Aunque desde hace meses se perdió el rastro de los ex jefes guerrilleros Iván Márquez y el Paisa, SEMANA conoció que a través de su abogada el primero anda pendiente de su proceso en la JEP y el segundo está buscando un abogado que lo represente.
Varios factores llevaron al país hasta este momento. El pecado original nació con la derrota del plebiscito en las urnas. La implementación arrancó sin haber logrado un consenso fuerte sobre el mismo en el país.Ahora el escenario es otro. Falta ver la próxima semana el norte que fijará el nuevo gobierno, pero lo que decida no deja de inquietar a todas las partes. Quienes llevaron las banderas del No alegaron que les habían hecho conejo al resultado electoral, pero han sacado réditos políticos de su victoria. Ahora están en el poder, y los defensores del Sí pasaron a la oposición.

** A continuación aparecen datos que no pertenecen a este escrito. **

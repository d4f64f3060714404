use serde::Serialize;
use sqlx::FromRow;

/// Row of the `sample` table, used by the raw SQL exercises
#[derive(Debug, Clone, Default, PartialEq, Eq, FromRow, Serialize)]
pub struct Sample {
    pub id: String,
    pub name: String,
}

impl Sample {
    pub fn new(id: impl Into<String>, name: impl Into<String>) -> Self {
        Self {
            id: id.into(),
            name: name.into(),
        }
    }
}
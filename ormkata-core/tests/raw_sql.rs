//! Raw SQL execution and row scanning against the `sample` table
//!
//! Run with: DATABASE_URL=mysql://root@localhost:3306 cargo test -p ormkata-core -- --ignored

use anyhow::Result;
use ormkata_core::db::raw;
use ormkata_core::seed::{demo_samples, seed};
use ormkata_core::{DbError, Sample, SampleRepo, SqlValue};
use sqlx::MySqlPool;

#[sqlx::test(migrator = "ormkata_core::MIGRATOR")]
#[ignore = "requires MySQL (set DATABASE_URL)"]
async fn execute_inserts_one_row_each(pool: MySqlPool) -> Result<()> {
    let repo = SampleRepo::new(&pool);

    assert_eq!(repo.insert(1, "Golang").await?, 1);
    assert_eq!(repo.insert(2, "Python").await?, 1);
    assert_eq!(repo.insert(3, "Java").await?, 1);

    assert_eq!(repo.list().await?, demo_samples());
    Ok(())
}

#[sqlx::test(migrator = "ormkata_core::MIGRATOR")]
#[ignore = "requires MySQL (set DATABASE_URL)"]
async fn execute_rejects_duplicate_id(pool: MySqlPool) -> Result<()> {
    let repo = SampleRepo::new(&pool);
    repo.insert("1", "Golang").await?;

    let err = repo.insert("1", "Rust").await.unwrap_err();
    assert!(err.is_unique_violation(), "unexpected error: {err}");
    assert_eq!(repo.get("1").await?.name, "Golang");
    Ok(())
}

#[sqlx::test(migrator = "ormkata_core::MIGRATOR")]
#[ignore = "requires MySQL (set DATABASE_URL)"]
async fn raw_select_scans_into_struct(pool: MySqlPool) -> Result<()> {
    seed(&pool).await?;
    let repo = SampleRepo::new(&pool);

    // Integer and text ids both reach the VARCHAR key
    assert_eq!(repo.get(1).await?.name, "Golang");
    assert_eq!(repo.get("2").await?, Sample::new("2", "Python"));

    let samples = repo.list().await?;
    assert_eq!(samples.len(), 3);
    Ok(())
}

#[sqlx::test(migrator = "ormkata_core::MIGRATOR")]
#[ignore = "requires MySQL (set DATABASE_URL)"]
async fn missing_sample_is_not_found(pool: MySqlPool) -> Result<()> {
    let err = SampleRepo::new(&pool).get(99).await.unwrap_err();
    assert!(
        matches!(&err, DbError::NotFound { resource: "sample", id } if id == "99"),
        "unexpected error: {err}"
    );
    Ok(())
}

#[sqlx::test(migrator = "ormkata_core::MIGRATOR")]
#[ignore = "requires MySQL (set DATABASE_URL)"]
async fn cursor_reads_columns_by_name(pool: MySqlPool) -> Result<()> {
    seed(&pool).await?;

    let samples = SampleRepo::new(&pool).collect_rows().await?;
    assert_eq!(samples, demo_samples());
    Ok(())
}

#[sqlx::test(migrator = "ormkata_core::MIGRATOR")]
#[ignore = "requires MySQL (set DATABASE_URL)"]
async fn cursor_scans_each_row_into_struct(pool: MySqlPool) -> Result<()> {
    seed(&pool).await?;

    let samples = SampleRepo::new(&pool).scan_rows().await?;
    assert_eq!(samples.len(), 3);
    assert_eq!(samples[2], Sample::new("3", "Java"));
    Ok(())
}

#[sqlx::test(migrator = "ormkata_core::MIGRATOR")]
#[ignore = "requires MySQL (set DATABASE_URL)"]
async fn raw_helpers_take_positional_arguments(pool: MySqlPool) -> Result<()> {
    seed(&pool).await?;

    let renamed = raw::execute(
        &pool,
        "UPDATE sample SET name = ? WHERE id = ?",
        &[SqlValue::from("Rust"), SqlValue::from(3)],
    )
    .await?;
    assert_eq!(renamed, 1);

    let rows: Vec<Sample> = raw::fetch_all_as(
        &pool,
        "SELECT id, name FROM sample WHERE name LIKE ? ORDER BY id",
        &[SqlValue::from("%t%")],
    )
    .await?;
    let names: Vec<_> = rows.into_iter().map(|s| s.name).collect();
    assert_eq!(names, vec!["Python", "Rust"]);
    Ok(())
}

Aunque la crisis del proceso no es insoluble, dos meses después de asumir, llegó la hora de que el gobierno tome el timón y fije un rumbo. El acuerdo con las Farc no puede caer en la misma dinámica de la negociación con el ELN. Cada avance no puede estar supeditado a una acción legal. Omisiones de ese tipo terminarían por robar el poco oxígeno que le queda y con ello la posibilidad de impulsar transformaciones en los territorios más afectados por la violencia. No se puede borrar con el codo lo que durante tantos años el país hizo con tanto esfuerzo con la mano.